SOC estimation for lithium-ion battery based on AGA-optimized AUKF

Abstract

The window size for covariance matching (CM) of the adaptive unscented Kalman filter (AUKF) affects the state of charge (SOC) estimation performance due to changes with time in the distribution of error innovation sequence (EIS). A new adaptive genetic algorithm (AGA) to address this problem is proposed in this paper. The proposed AUKF (AGA-AUKF1) obtains its best window size determined by the AGA. A novel AUKF (AGA-AUKF2) is proposed to prevent the uncertainty caused by time-varying EIS with the combination of AGA and CM methods. Firstly, the influence of different temperatures on the prediction performance of the algorithm is investigated by FUDS data.
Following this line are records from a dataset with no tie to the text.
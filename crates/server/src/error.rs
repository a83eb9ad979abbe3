//! Application error handling

use axum::{
    Json,
    http::StatusCode,
    response::{IntoResponse, Response},
};
use serde::Serialize;

use discharge_core::{GenerationError, StoreError};

/// Application error type
#[derive(Debug)]
pub enum AppError {
    NotFound(String),
    BadRequest(String),
    Conflict(String),
    /// The inference endpoint is unreachable or exhausted its retries.
    UpstreamUnavailable(String),
    /// The coordinator wait bound elapsed; retrying is safe.
    GenerationTimeout(String),
    /// A required capability (e.g. inference credentials) is not configured.
    ServiceUnavailable(String),
    Internal(String),
}

/// JSON body returned for every error response.
#[derive(Serialize)]
pub struct ErrorBody {
    pub error: &'static str,
    pub detail: String,
}

impl IntoResponse for AppError {
    fn into_response(self) -> Response {
        let (status, error, detail) = match self {
            AppError::NotFound(detail) => (StatusCode::NOT_FOUND, "not_found", detail),
            AppError::BadRequest(detail) => (StatusCode::BAD_REQUEST, "bad_request", detail),
            AppError::Conflict(detail) => (StatusCode::CONFLICT, "conflict", detail),
            AppError::UpstreamUnavailable(detail) => {
                (StatusCode::BAD_GATEWAY, "upstream_unavailable", detail)
            }
            AppError::GenerationTimeout(detail) => {
                (StatusCode::GATEWAY_TIMEOUT, "generation_timeout", detail)
            }
            AppError::ServiceUnavailable(detail) => {
                (StatusCode::SERVICE_UNAVAILABLE, "service_unavailable", detail)
            }
            AppError::Internal(detail) => (StatusCode::INTERNAL_SERVER_ERROR, "internal", detail),
        };

        (status, Json(ErrorBody { error, detail })).into_response()
    }
}

impl From<deadpool_postgres::PoolError> for AppError {
    fn from(err: deadpool_postgres::PoolError) -> Self {
        AppError::Internal(format!("Database pool error: {}", err))
    }
}

impl From<tokio_postgres::Error> for AppError {
    fn from(err: tokio_postgres::Error) -> Self {
        AppError::Internal(format!("Database error: {}", err))
    }
}

impl From<StoreError> for AppError {
    fn from(err: StoreError) -> Self {
        match err {
            StoreError::Duplicate(detail) => AppError::Conflict(detail),
            StoreError::Database(detail) => AppError::Internal(detail),
        }
    }
}

impl From<GenerationError> for AppError {
    fn from(err: GenerationError) -> Self {
        match err {
            GenerationError::InvalidInput(detail) => AppError::BadRequest(detail),
            GenerationError::Inference { .. } => AppError::UpstreamUnavailable(err.to_string()),
            GenerationError::Timeout => AppError::GenerationTimeout(err.to_string()),
            GenerationError::Store(detail) => AppError::Internal(detail),
        }
    }
}
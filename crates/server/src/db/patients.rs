use deadpool_postgres::Pool;
use tokio_postgres::Row;
use tokio_postgres::error::SqlState;
use tokio_postgres::types::ToSql;

use discharge_core::{NewPatient, PatientRecord};

use crate::error::AppError;

const PATIENT_COLUMNS: &str = "hadm_id, subject_id, gender, age, admission_type, diagnosis, \
     hospital_expire_flag, ed_los_hours, total_los_hours, charttime, category, description, text";

/// Repository for admission records (the raw discharge summaries).
///
/// Read-mostly collaborator of the generation pipeline; the AI side only
/// ever calls `get`.
#[derive(Clone)]
pub struct PatientRepository {
    pool: Pool,
}

/// Filters for the admission listing endpoint.
#[derive(Debug, Default)]
pub struct PatientFilter {
    /// Free-text search over diagnosis, admission type and gender.
    pub q: Option<String>,
    pub gender: Option<String>,
    pub admission_type: Option<String>,
    pub age_min: Option<i32>,
    pub age_max: Option<i32>,
    pub limit: i64,
}

impl PatientRepository {
    pub fn new(pool: Pool) -> Self {
        Self { pool }
    }

    /// Get an admission record by hospital admission id
    pub async fn get(&self, hadm_id: i64) -> Result<Option<PatientRecord>, AppError> {
        let client = self.pool.get().await?;
        let row = client
            .query_opt(
                &format!("SELECT {PATIENT_COLUMNS} FROM discharge_records WHERE hadm_id = $1"),
                &[&hadm_id],
            )
            .await?;
        Ok(row.map(row_to_patient))
    }

    /// Insert a new admission record; conflicts on an existing hadm_id
    pub async fn create(&self, new: NewPatient) -> Result<PatientRecord, AppError> {
        let client = self.pool.get().await?;
        let insert = format!(
            "INSERT INTO discharge_records ({PATIENT_COLUMNS}) \
             VALUES ($1, $2, $3, $4, $5, $6, $7, $8, $9, $10, $11, $12, $13) \
             RETURNING {PATIENT_COLUMNS}"
        );
        let result = client
            .query_one(
                &insert,
                &[
                    &new.hadm_id,
                    &new.subject_id,
                    &new.gender,
                    &new.age,
                    &new.admission_type,
                    &new.diagnosis,
                    &new.hospital_expire_flag,
                    &new.ed_los_hours,
                    &new.total_los_hours,
                    &new.charttime,
                    &new.category,
                    &new.description,
                    &new.text,
                ],
            )
            .await;

        match result {
            Ok(row) => Ok(row_to_patient(row)),
            Err(err) if err.code() == Some(&SqlState::UNIQUE_VIOLATION) => Err(AppError::Conflict(
                format!("Admission {} already exists", new.hadm_id),
            )),
            Err(err) => Err(err.into()),
        }
    }

    /// List admissions with optional search and filters, returning the
    /// page of records and the total match count.
    pub async fn list(&self, filter: &PatientFilter) -> Result<(Vec<PatientRecord>, u64), AppError> {
        let client = self.pool.get().await?;

        let q_pattern = filter.q.as_ref().map(|q| format!("%{}%", q));
        let gender = filter.gender.as_ref().map(|g| g.to_uppercase());
        let admission_pattern = filter.admission_type.as_ref().map(|a| format!("%{}%", a));

        let mut conditions: Vec<String> = Vec::new();
        let mut params: Vec<&(dyn ToSql + Sync)> = Vec::new();

        if let Some(ref pattern) = q_pattern {
            params.push(pattern);
            let n = params.len();
            conditions.push(format!(
                "(diagnosis ILIKE ${n} OR admission_type ILIKE ${n} OR gender ILIKE ${n})"
            ));
        }
        if let Some(ref value) = gender {
            params.push(value);
            conditions.push(format!("gender = ${}", params.len()));
        }
        if let Some(ref pattern) = admission_pattern {
            params.push(pattern);
            conditions.push(format!("admission_type ILIKE ${}", params.len()));
        }
        if let Some(ref age_min) = filter.age_min {
            params.push(age_min);
            conditions.push(format!("age >= ${}", params.len()));
        }
        if let Some(ref age_max) = filter.age_max {
            params.push(age_max);
            conditions.push(format!("age <= ${}", params.len()));
        }

        let where_clause = if conditions.is_empty() {
            String::new()
        } else {
            format!(" WHERE {}", conditions.join(" AND "))
        };

        let count_row = client
            .query_one(
                &format!("SELECT COUNT(*) FROM discharge_records{where_clause}"),
                &params,
            )
            .await?;
        let total: i64 = count_row.get(0);

        params.push(&filter.limit);
        let rows = client
            .query(
                &format!(
                    "SELECT {PATIENT_COLUMNS} FROM discharge_records{where_clause} \
                     ORDER BY hadm_id LIMIT ${}",
                    params.len()
                ),
                &params,
            )
            .await?;

        Ok((rows.into_iter().map(row_to_patient).collect(), total as u64))
    }

    /// Delete an admission and every summary referencing it.
    ///
    /// Returns `None` if the admission does not exist, otherwise the number
    /// of summaries removed alongside it. Both deletes run in one
    /// transaction so no orphaned summary rows can remain.
    pub async fn delete(&self, hadm_id: i64) -> Result<Option<u64>, AppError> {
        let mut client = self.pool.get().await?;
        let tx = client.transaction().await?;

        let summaries = tx
            .execute("DELETE FROM ai_summaries WHERE hadm_id = $1", &[&hadm_id])
            .await?;
        let records = tx
            .execute("DELETE FROM discharge_records WHERE hadm_id = $1", &[&hadm_id])
            .await?;

        if records == 0 {
            tx.rollback().await?;
            return Ok(None);
        }

        tx.commit().await?;
        Ok(Some(summaries))
    }
}

fn row_to_patient(row: Row) -> PatientRecord {
    PatientRecord {
        hadm_id: row.get("hadm_id"),
        subject_id: row.get("subject_id"),
        gender: row.get("gender"),
        age: row.get("age"),
        admission_type: row.get("admission_type"),
        diagnosis: row.get("diagnosis"),
        hospital_expire_flag: row.get("hospital_expire_flag"),
        ed_los_hours: row.get("ed_los_hours"),
        total_los_hours: row.get("total_los_hours"),
        charttime: row.get("charttime"),
        category: row.get("category"),
        description: row.get("description"),
        text: row.get("text"),
    }
}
The influence of various parameters on the algorithm is further analyzed by FUDS. For different temperatures, initial SOC values, and initial measurement noise covariance, the SOC estimation results show that the accuracy of AGA-AUKFs is better than AUKF. The population size and termination algebra simulation results indicate that the proposed AGA performs well in parameter optimization. Subsequently, the SOC estimation capability of two proposed methods in different working conditions is analyzed by BJDST and US06. The results show that AGA-AUKF2 has better accuracy and robustness than AGA-AUKF1.